# Official BYH Caption Contest #4 - Pic by Pioneer Chicken



## Sumi

*Here's the deal. *We will choose the highest rated photo from our Caption Contest Submissions Thread and you all need to post captions for that pic in this captions thread! You can submit captions and vote simultaneously, so the sooner you submit your caption, the more votes you could get! The caption with the most "likes" will be the winner!

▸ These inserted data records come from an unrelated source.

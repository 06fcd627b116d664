//! Tuning constants, deserialized from `assets/config/game.ron`.
//!
//! Every struct is `#[serde(default)]` so a config file only needs to name
//! the values it changes. Two-component values are `(f32, f32)` tuples on
//! disk and exposed as `Vec2` through accessors.

use bevy::prelude::*;
use serde::Deserialize;
use std::collections::BTreeMap;

use super::{Facing, Item, Seed, TreeSize};

#[derive(Resource, Debug, Clone, PartialEq, Deserialize)]
#[serde(default)]
pub struct GameConfig {
    pub tile_size: f32,
    pub screen_size: (f32, f32),
    /// Relative to the asset root.
    pub map_path: String,
    pub player: PlayerConfig,
    pub crops: BTreeMap<Seed, CropSpec>,
    pub trees: TreeConfig,
    pub weather: WeatherConfig,
    pub sky: SkyConfig,
    pub shop: ShopConfig,
    pub starting_money: u32,
    pub starting_seeds: u32,
    pub water_animation_fps: f32,
    /// Colour units (0..255) per second.
    pub transition_speed: f32,
    pub harvest_particle_ms: u64,
}

impl Default for GameConfig {
    fn default() -> Self {
        let mut crops = BTreeMap::new();
        crops.insert(
            Seed::Corn,
            CropSpec {
                grow_speed: 1.0,
                frames: 4,
                y_offset: -16.0,
                frame_size: (64.0, 64.0),
            },
        );
        crops.insert(
            Seed::Tomato,
            CropSpec {
                grow_speed: 0.7,
                frames: 4,
                y_offset: -8.0,
                frame_size: (64.0, 64.0),
            },
        );
        Self {
            tile_size: 64.0,
            screen_size: (1280.0, 720.0),
            map_path: "maps/farm.ron".to_string(),
            player: PlayerConfig::default(),
            crops,
            trees: TreeConfig::default(),
            weather: WeatherConfig::default(),
            sky: SkyConfig::default(),
            shop: ShopConfig::default(),
            starting_money: 200,
            starting_seeds: 5,
            water_animation_fps: 5.0,
            transition_speed: 120.0,
            harvest_particle_ms: 200,
        }
    }
}

impl GameConfig {
    pub fn screen(&self) -> Vec2 {
        Vec2::new(self.screen_size.0, self.screen_size.1)
    }

    /// Unknown species fall back to a one-frame crop that never grows.
    pub fn crop(&self, seed: Seed) -> CropSpec {
        self.crops.get(&seed).cloned().unwrap_or(CropSpec {
            grow_speed: 0.0,
            frames: 1,
            y_offset: 0.0,
            frame_size: (self.tile_size, self.tile_size),
        })
    }
}

#[derive(Debug, Clone, PartialEq, Deserialize)]
#[serde(default)]
pub struct PlayerConfig {
    pub speed: f32,
    pub size: (f32, f32),
    /// Subtracted from the sprite size to get the collision hitbox.
    pub hitbox_shrink: (f32, f32),
    pub animation_fps: f32,
    pub tool_use_ms: u64,
    pub tool_switch_ms: u64,
    pub seed_use_ms: u64,
    pub seed_switch_ms: u64,
    pub tool_offsets: BTreeMap<Facing, (f32, f32)>,
}

impl Default for PlayerConfig {
    fn default() -> Self {
        let tool_offsets = BTreeMap::from([
            (Facing::Left, (-50.0, 40.0)),
            (Facing::Right, (50.0, 40.0)),
            (Facing::Up, (0.0, -10.0)),
            (Facing::Down, (0.0, 50.0)),
        ]);
        Self {
            speed: 200.0,
            size: (192.0, 192.0),
            hitbox_shrink: (126.0, 70.0),
            animation_fps: 4.0,
            tool_use_ms: 350,
            tool_switch_ms: 200,
            seed_use_ms: 350,
            seed_switch_ms: 200,
            tool_offsets,
        }
    }
}

impl PlayerConfig {
    pub fn size(&self) -> Vec2 {
        Vec2::new(self.size.0, self.size.1)
    }

    pub fn tool_offset(&self, facing: Facing) -> Vec2 {
        self.tool_offsets
            .get(&facing)
            .map(|(x, y)| Vec2::new(*x, *y))
            .unwrap_or(Vec2::ZERO)
    }
}

#[derive(Debug, Clone, PartialEq, Deserialize)]
#[serde(default)]
pub struct CropSpec {
    /// Age added per day reset while watered.
    pub grow_speed: f32,
    /// Number of growth frames; the last one is ripe.
    pub frames: usize,
    /// Vertical offset of the plant sprite from the soil tile's bottom.
    pub y_offset: f32,
    pub frame_size: (f32, f32),
}

impl Default for CropSpec {
    fn default() -> Self {
        Self {
            grow_speed: 1.0,
            frames: 4,
            y_offset: 0.0,
            frame_size: (64.0, 64.0),
        }
    }
}

impl CropSpec {
    pub fn max_age(&self) -> f32 {
        self.frames.saturating_sub(1) as f32
    }

    pub fn frame_size(&self) -> Vec2 {
        Vec2::new(self.frame_size.0, self.frame_size.1)
    }
}

#[derive(Debug, Clone, PartialEq, Deserialize)]
#[serde(default)]
pub struct TreeConfig {
    pub health: u32,
    /// Per attachment point, per day.
    pub fruit_chance: f64,
    pub fruit_size: (f32, f32),
    /// Fruit attachment points, relative to the tree's top-left.
    pub fruit_offsets: BTreeMap<TreeSize, Vec<(f32, f32)>>,
    pub stump_size: BTreeMap<TreeSize, (f32, f32)>,
    pub chop_particle_ms: u64,
    pub fell_particle_ms: u64,
}

impl Default for TreeConfig {
    fn default() -> Self {
        let fruit_offsets = BTreeMap::from([
            (
                TreeSize::Small,
                vec![
                    (18.0, 17.0),
                    (30.0, 37.0),
                    (12.0, 50.0),
                    (30.0, 45.0),
                    (20.0, 30.0),
                    (30.0, 10.0),
                ],
            ),
            (
                TreeSize::Large,
                vec![
                    (30.0, 24.0),
                    (60.0, 65.0),
                    (50.0, 50.0),
                    (16.0, 40.0),
                    (45.0, 50.0),
                    (42.0, 70.0),
                ],
            ),
        ]);
        let stump_size = BTreeMap::from([
            (TreeSize::Small, (48.0, 48.0)),
            (TreeSize::Large, (64.0, 64.0)),
        ]);
        Self {
            health: 5,
            fruit_chance: 2.0 / 11.0,
            fruit_size: (16.0, 16.0),
            fruit_offsets,
            stump_size,
            chop_particle_ms: 200,
            fell_particle_ms: 300,
        }
    }
}

impl TreeConfig {
    pub fn fruit_offsets(&self, size: TreeSize) -> &[(f32, f32)] {
        self.fruit_offsets.get(&size).map(Vec::as_slice).unwrap_or(&[])
    }

    pub fn stump_size(&self, size: TreeSize) -> Vec2 {
        let (w, h) = self.stump_size.get(&size).copied().unwrap_or((48.0, 48.0));
        Vec2::new(w, h)
    }

    pub fn fruit_size(&self) -> Vec2 {
        Vec2::new(self.fruit_size.0, self.fruit_size.1)
    }
}

#[derive(Debug, Clone, PartialEq, Deserialize)]
#[serde(default)]
pub struct WeatherConfig {
    /// Rolled at level start and on every day reset.
    pub rain_chance: f64,
    pub drop_size: (f32, f32),
    pub floor_size: (f32, f32),
    pub drop_lifetime_ms: (u64, u64),
    pub drop_speed: (f32, f32),
    /// Screen-space direction of falling drops, in map pixels (Y down).
    pub drop_direction: (f32, f32),
}

impl Default for WeatherConfig {
    fn default() -> Self {
        Self {
            rain_chance: 3.0 / 11.0,
            drop_size: (16.0, 32.0),
            floor_size: (16.0, 16.0),
            drop_lifetime_ms: (400, 500),
            drop_speed: (200.0, 250.0),
            drop_direction: (-2.0, 4.0),
        }
    }
}

impl WeatherConfig {
    pub fn drop_direction(&self) -> Vec2 {
        Vec2::new(self.drop_direction.0, self.drop_direction.1)
    }
}

#[derive(Debug, Clone, PartialEq, Deserialize)]
#[serde(default)]
pub struct SkyConfig {
    /// Night tint, 0..255 per channel.
    pub target: (f32, f32, f32),
    /// Colour units per second per channel.
    pub fade_rate: f32,
}

impl Default for SkyConfig {
    fn default() -> Self {
        Self {
            target: (38.0, 101.0, 189.0),
            fade_rate: 2.0,
        }
    }
}

#[derive(Debug, Clone, PartialEq, Deserialize)]
#[serde(default)]
pub struct ShopConfig {
    pub debounce_ms: u64,
    pub sale_prices: BTreeMap<Item, u32>,
    pub purchase_prices: BTreeMap<Seed, u32>,
}

impl Default for ShopConfig {
    fn default() -> Self {
        Self {
            debounce_ms: 200,
            sale_prices: BTreeMap::from([
                (Item::Wood, 4),
                (Item::Apple, 2),
                (Item::Corn, 10),
                (Item::Tomato, 20),
            ]),
            purchase_prices: BTreeMap::from([(Seed::Corn, 4), (Seed::Tomato, 5)]),
        }
    }
}

impl ShopConfig {
    pub fn sale_price(&self, item: Item) -> u32 {
        self.sale_prices.get(&item).copied().unwrap_or(0)
    }

    pub fn purchase_price(&self, seed: Seed) -> u32 {
        self.purchase_prices.get(&seed).copied().unwrap_or(u32::MAX)
    }
}

#[cfg(test)]
mod tests {
    use super::*;

    #[test]
    fn test_partial_config_keeps_defaults() {
        let config: GameConfig = ron::from_str("(tile_size: 32.0, player: (speed: 150.0))")
            .expect("partial config should parse");
        assert_eq!(config.tile_size, 32.0);
        assert_eq!(config.player.speed, 150.0);
        assert_eq!(config.player.tool_use_ms, 350);
        assert_eq!(config.shop.sale_price(Item::Tomato), 20);
    }

    #[test]
    fn test_crop_max_age_is_last_frame() {
        let config = GameConfig::default();
        assert_eq!(config.crop(Seed::Corn).max_age(), 3.0);
        assert_eq!(config.crop(Seed::Tomato).grow_speed, 0.7);
    }

    #[test]
    fn test_enum_keyed_maps_parse() {
        let src = "(shop: (purchase_prices: { Corn: 1, Tomato: 2 }), \
                   trees: (stump_size: { Small: (10.0, 12.0) }))";
        let config: GameConfig = ron::from_str(src).expect("enum keys should parse");
        assert_eq!(config.shop.purchase_price(Seed::Tomato), 2);
        assert_eq!(config.trees.stump_size(TreeSize::Small), Vec2::new(10.0, 12.0));
    }
}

_The winner will receive this special "Caption contest winner" medal. The winner's medal will be displayed in their post bit for 1 month.
_
_




_​_After 1 month this medal will be moved to the next caption contest winner's account, so in order to retain the medal you have to keep playing!

*How to Enter:*
_


_

Reply to this thread with your caption

Vote for your favorite caption using the "like" button
_
_That's it! Caption away!!

Here's the image for this contest:



 

*If you want to submit your own picture to be considered for a future caption contest, visit this thread.*_


----------



## frustratedearthmother

Cock-a-doodle-doo!


----------



## luvmypets

Did I sleep in again?


----------



## HoneyDreameMomma

But Mooommm, I don't wanna!


----------



## HoneyDreameMomma

But Mooommm, I don't wanna!


----------



## animalmom

"ov'r the land of the freeeeeeeeeeeeeeeee"


----------



## BrownSheep

In that moment Billy realized he was, indeed, a vampire.


----------



## frustratedearthmother

...rolls eyes... "WHATEVER!"


----------



## Southern by choice

Watch this...now _this_ is how you make the humans come running...


----------



## frustratedearthmother

"All I want for Christmas is my two front teeth, my two front teeth, my two front teeth..."


----------



## Southern by choice




----------



## goats&moregoats

Where's myyyy haaaaaaaaaaaaaay?


----------



## secuono

Y'all?....last night....you guys?....that, that was nuts, you guys? *SNOOOOOORE*


----------



## secuono

Y'all?....last night....you guys?....that, that was nuts, you guys? Right?!?  *SNOOOOOORE*


----------



## Dreubber

What was in that egg nog?


----------



## Devonviolet

Ooohhh!  This tooth is killin' me!


----------



## Devonviolet

I can't believe I ate the whoooole thing!!!


----------



## Devonviolet

Ah-ah-ah-CHOOOO!!!!!


----------



## Devonviolet

Somewhere over the rainbow . . .


----------



## Devonviolet

Say AHHHH!!!


----------



## Bacog

Since my baby left me I found a new place to dwell. Down at the end of Lonely St. at Heartbreak Hotel


----------



## omani

But I'm OFF today!


----------



## Devonviolet

CHOCOLATE!  I need _chocolate_!


----------



## nanne16

Ohhhhh woe is me!


----------



## joshmod

She left me...WHY!!!!


----------



## Tara2

*FFRREEEEEDOM!!!!!*


----------



## fainting goats11

Oh no... Oh no look out guys... I'M GONNA SNEEEEEZE!!!!
(Other goats)- Ah he's gonna blow!!!


----------



## dragonlord483

That's the spot


----------



## goatsrulemymorning

Whattayamean I've been wethered?
Nooooooooooooooo!!!!!!!!!


----------



## Southern by choice

goatsrulemymorning said:


> Whattayamean I've been wethered?
> Nooooooooooooooo!!!!!!!!!



This one is GREAT! Love it!


----------



## Sumi

frustratedearthmother said:


> "All I want for Christmas is my two front teeth, my two front teeth, my two front teeth..."


Sorry we took so long to get round to this. Here is our winning caption! Congratulations @frustratedearthmother!


----------